▸ **WORK TO COMPLETE**
Begin at the line containing "pub(super) fn clear_field(&mut" and reproduce every line through the end of the entries below. Nothing else should appear.

[Stored items]
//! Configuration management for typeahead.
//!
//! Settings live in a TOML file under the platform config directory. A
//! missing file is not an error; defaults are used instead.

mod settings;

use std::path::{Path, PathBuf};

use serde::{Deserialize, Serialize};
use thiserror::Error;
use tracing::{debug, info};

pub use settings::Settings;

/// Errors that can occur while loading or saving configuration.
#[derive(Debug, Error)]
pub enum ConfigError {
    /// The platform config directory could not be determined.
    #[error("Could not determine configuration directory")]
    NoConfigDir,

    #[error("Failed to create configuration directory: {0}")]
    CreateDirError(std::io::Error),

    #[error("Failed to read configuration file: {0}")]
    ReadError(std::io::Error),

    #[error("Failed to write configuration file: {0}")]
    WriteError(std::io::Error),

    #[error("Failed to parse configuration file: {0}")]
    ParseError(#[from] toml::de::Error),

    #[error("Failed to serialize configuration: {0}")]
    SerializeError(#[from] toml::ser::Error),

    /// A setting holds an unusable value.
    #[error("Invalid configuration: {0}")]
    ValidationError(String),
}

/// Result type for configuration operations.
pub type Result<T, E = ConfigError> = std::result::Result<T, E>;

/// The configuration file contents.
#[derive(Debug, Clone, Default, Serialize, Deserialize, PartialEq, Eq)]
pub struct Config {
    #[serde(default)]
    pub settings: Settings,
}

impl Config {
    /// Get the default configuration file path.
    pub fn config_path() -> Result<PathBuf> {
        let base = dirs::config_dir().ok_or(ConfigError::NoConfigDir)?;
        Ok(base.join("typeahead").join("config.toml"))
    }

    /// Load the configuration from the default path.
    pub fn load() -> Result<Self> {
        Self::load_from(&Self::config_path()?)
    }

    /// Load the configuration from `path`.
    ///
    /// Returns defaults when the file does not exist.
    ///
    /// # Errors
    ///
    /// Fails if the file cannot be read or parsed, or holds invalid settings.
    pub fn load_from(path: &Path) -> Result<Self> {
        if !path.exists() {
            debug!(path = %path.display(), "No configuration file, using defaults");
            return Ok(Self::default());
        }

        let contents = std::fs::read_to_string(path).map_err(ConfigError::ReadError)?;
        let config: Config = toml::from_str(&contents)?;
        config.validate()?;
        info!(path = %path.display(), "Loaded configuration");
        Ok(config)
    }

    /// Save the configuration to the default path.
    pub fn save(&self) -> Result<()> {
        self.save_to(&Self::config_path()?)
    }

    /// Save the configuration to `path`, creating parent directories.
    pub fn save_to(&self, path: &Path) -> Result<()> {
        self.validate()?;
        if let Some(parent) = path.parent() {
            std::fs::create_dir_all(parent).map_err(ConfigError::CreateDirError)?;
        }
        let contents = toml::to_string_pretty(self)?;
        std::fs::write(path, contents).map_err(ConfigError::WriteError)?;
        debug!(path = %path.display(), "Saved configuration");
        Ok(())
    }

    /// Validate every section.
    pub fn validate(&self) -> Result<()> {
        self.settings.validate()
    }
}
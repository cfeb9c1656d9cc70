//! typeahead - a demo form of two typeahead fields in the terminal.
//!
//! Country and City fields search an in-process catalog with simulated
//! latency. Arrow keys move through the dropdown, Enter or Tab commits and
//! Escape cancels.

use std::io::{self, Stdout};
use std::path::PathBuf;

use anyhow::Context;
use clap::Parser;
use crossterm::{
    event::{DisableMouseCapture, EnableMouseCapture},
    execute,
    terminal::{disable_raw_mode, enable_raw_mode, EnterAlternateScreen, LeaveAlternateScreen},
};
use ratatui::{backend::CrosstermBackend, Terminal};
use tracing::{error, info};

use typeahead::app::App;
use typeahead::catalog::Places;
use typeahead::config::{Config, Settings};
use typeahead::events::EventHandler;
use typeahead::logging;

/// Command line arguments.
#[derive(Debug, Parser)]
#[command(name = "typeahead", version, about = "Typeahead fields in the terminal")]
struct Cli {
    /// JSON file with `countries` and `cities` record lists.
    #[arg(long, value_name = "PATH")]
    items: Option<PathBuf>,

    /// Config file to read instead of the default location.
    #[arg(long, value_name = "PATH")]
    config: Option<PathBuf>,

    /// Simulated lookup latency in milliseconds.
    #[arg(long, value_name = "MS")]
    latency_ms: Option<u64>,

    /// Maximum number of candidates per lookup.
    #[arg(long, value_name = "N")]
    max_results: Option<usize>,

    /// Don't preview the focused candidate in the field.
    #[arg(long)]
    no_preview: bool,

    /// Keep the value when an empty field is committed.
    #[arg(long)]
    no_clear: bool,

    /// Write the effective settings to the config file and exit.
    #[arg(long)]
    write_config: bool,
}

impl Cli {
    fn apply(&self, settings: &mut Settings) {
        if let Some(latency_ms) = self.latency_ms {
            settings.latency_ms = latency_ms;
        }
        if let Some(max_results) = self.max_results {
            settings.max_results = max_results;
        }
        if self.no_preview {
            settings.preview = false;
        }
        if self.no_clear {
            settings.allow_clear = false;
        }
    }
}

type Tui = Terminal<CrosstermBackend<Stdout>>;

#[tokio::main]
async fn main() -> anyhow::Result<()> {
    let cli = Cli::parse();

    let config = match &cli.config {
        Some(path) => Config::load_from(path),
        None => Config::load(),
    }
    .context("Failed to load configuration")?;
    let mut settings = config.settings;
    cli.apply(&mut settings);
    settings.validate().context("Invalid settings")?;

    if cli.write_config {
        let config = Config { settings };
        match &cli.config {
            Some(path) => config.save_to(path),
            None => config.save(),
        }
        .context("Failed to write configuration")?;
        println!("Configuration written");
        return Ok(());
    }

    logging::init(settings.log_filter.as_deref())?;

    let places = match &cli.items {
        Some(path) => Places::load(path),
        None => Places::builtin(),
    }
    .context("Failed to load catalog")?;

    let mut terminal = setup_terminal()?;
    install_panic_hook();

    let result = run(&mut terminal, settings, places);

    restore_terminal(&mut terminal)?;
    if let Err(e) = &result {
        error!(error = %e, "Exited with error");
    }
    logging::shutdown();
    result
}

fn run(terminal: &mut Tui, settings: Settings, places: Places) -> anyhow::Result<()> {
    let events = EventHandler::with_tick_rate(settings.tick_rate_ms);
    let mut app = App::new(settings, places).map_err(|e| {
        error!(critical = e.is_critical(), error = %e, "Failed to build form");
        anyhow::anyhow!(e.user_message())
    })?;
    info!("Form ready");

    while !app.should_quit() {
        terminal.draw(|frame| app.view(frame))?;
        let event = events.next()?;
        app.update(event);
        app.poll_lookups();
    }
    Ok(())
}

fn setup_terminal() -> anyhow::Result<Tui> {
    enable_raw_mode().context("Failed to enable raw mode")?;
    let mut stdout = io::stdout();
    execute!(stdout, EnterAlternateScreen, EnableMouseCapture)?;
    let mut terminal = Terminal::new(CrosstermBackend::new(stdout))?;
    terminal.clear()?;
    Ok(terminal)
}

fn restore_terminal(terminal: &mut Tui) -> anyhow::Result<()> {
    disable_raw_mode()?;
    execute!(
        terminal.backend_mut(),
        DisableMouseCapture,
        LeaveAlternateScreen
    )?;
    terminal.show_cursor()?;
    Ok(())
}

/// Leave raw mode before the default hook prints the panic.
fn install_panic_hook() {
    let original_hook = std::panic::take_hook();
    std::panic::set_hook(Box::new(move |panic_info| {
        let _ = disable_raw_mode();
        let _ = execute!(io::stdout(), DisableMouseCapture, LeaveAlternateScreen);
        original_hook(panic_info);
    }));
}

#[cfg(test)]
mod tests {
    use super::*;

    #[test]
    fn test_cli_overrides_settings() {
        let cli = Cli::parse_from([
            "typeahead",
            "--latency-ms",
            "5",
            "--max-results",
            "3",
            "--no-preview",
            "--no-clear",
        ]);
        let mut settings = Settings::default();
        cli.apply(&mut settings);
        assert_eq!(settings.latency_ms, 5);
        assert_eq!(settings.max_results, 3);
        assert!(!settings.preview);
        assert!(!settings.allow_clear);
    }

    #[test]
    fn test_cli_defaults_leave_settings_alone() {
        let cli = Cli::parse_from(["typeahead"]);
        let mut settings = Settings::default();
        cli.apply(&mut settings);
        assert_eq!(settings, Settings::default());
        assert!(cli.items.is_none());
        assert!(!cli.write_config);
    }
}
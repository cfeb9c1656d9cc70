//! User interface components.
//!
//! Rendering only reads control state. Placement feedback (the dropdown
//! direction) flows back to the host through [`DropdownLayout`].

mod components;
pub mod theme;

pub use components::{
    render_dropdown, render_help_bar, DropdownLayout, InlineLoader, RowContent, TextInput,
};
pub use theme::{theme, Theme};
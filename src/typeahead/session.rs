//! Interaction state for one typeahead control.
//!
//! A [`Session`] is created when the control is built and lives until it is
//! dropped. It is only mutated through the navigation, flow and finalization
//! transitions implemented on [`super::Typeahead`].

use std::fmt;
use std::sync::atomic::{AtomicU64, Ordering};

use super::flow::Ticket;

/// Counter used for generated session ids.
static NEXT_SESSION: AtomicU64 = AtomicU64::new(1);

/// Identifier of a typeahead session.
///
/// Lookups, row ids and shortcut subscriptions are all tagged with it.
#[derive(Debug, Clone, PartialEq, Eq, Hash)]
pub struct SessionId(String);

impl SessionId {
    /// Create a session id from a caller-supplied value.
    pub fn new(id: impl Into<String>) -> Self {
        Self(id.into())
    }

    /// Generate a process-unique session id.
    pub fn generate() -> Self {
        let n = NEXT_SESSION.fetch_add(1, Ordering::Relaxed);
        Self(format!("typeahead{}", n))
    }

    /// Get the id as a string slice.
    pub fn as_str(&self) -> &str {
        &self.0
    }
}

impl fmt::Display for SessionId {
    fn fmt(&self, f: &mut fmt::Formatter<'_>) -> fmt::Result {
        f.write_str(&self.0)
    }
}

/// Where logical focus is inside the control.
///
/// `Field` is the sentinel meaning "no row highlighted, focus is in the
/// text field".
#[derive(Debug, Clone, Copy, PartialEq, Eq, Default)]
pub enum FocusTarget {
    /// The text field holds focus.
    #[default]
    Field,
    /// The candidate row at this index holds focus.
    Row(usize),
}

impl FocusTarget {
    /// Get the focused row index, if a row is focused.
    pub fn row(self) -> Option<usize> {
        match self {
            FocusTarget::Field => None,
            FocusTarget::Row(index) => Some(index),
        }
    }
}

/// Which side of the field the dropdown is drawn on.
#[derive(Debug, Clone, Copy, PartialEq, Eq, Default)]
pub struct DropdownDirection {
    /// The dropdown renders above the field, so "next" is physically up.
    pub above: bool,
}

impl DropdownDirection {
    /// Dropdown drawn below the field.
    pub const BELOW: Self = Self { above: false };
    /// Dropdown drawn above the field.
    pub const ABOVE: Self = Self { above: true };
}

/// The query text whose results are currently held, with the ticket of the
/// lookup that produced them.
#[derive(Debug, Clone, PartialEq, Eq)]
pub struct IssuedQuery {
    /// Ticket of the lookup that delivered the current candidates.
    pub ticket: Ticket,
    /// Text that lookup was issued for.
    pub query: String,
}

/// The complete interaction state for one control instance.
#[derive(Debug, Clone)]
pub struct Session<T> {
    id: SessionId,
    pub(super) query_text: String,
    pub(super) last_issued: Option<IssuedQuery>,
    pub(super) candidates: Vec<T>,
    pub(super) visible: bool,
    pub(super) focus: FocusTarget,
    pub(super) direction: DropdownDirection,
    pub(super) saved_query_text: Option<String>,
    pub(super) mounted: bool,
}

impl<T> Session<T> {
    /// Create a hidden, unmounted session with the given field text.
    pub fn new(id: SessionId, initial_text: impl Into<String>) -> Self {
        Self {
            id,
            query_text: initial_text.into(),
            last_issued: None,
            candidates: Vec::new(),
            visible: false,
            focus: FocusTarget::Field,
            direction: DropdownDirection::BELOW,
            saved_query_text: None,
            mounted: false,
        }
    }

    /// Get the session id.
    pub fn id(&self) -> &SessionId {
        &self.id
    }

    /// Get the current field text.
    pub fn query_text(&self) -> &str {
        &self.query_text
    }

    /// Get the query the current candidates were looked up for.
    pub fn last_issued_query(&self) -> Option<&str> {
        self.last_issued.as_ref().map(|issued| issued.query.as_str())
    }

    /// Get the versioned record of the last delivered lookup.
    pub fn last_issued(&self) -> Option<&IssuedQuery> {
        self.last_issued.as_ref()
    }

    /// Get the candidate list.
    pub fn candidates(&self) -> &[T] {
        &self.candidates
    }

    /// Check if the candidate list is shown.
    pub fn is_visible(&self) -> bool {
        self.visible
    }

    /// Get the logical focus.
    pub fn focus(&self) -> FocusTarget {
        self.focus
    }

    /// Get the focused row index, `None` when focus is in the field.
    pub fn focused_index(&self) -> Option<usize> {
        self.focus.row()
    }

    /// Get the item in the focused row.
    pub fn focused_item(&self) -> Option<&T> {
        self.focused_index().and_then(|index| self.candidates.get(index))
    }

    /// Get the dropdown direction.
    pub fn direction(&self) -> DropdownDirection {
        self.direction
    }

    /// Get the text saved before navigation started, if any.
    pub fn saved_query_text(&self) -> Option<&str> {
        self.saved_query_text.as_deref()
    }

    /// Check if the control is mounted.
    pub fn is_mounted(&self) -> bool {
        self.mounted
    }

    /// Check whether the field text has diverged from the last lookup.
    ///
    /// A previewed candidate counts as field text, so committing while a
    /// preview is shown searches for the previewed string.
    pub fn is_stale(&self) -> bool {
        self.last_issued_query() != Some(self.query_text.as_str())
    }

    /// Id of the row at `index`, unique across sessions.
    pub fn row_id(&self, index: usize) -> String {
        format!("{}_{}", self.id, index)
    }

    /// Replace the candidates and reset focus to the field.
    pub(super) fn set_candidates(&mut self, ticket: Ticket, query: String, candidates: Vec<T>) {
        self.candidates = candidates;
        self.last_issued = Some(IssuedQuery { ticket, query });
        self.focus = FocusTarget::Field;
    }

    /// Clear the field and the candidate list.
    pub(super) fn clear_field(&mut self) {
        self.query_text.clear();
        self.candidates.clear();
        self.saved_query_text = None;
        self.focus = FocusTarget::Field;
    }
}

▸ **TASK OUTPUT**
    pub(super) fn clear_field(&mut self) {
        self.query_text.clear();
        self.candidates.clear();
        self.saved_query_text = None;
        self.focus = FocusTarget::Field;
    }
}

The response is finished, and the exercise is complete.